### ASSIGNED TASK
Work out how many lines in the following entries contain the string "subscription", and write only that number.

### DATA EXTRACTS
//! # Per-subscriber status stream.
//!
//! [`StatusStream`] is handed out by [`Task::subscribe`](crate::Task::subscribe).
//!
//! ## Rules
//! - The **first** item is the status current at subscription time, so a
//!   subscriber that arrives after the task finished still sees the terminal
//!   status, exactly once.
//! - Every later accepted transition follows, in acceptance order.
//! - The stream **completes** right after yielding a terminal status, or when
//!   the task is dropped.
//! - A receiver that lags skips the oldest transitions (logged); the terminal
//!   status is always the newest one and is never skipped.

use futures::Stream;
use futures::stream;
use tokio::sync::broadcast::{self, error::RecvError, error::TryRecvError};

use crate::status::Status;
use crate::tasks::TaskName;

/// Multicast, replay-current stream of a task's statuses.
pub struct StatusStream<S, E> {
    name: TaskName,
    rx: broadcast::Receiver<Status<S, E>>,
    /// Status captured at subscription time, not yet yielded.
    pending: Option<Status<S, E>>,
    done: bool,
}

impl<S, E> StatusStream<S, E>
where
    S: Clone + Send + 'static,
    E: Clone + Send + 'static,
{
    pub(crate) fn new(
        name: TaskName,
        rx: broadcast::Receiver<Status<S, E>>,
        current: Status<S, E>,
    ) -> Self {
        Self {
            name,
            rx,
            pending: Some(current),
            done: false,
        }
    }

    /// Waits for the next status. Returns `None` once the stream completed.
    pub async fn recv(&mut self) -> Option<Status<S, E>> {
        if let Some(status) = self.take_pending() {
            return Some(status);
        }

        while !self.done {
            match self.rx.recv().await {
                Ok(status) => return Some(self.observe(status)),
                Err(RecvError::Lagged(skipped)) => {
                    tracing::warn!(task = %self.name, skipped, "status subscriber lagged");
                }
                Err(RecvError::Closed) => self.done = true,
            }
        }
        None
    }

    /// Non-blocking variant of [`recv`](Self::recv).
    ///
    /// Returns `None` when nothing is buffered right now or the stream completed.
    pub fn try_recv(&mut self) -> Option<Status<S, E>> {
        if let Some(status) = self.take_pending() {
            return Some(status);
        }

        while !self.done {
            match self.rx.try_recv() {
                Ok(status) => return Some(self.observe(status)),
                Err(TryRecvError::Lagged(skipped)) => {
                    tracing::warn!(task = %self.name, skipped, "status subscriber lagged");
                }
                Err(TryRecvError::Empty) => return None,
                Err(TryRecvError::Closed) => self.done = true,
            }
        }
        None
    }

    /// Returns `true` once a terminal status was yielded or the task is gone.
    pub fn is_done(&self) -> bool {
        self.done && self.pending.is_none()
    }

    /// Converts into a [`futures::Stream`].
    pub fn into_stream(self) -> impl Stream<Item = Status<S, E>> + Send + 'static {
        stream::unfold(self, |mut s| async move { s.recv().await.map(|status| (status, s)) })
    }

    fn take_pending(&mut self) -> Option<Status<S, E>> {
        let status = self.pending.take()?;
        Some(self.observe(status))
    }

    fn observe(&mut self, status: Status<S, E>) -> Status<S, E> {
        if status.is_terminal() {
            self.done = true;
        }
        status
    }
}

### OUTPUT BELOW
2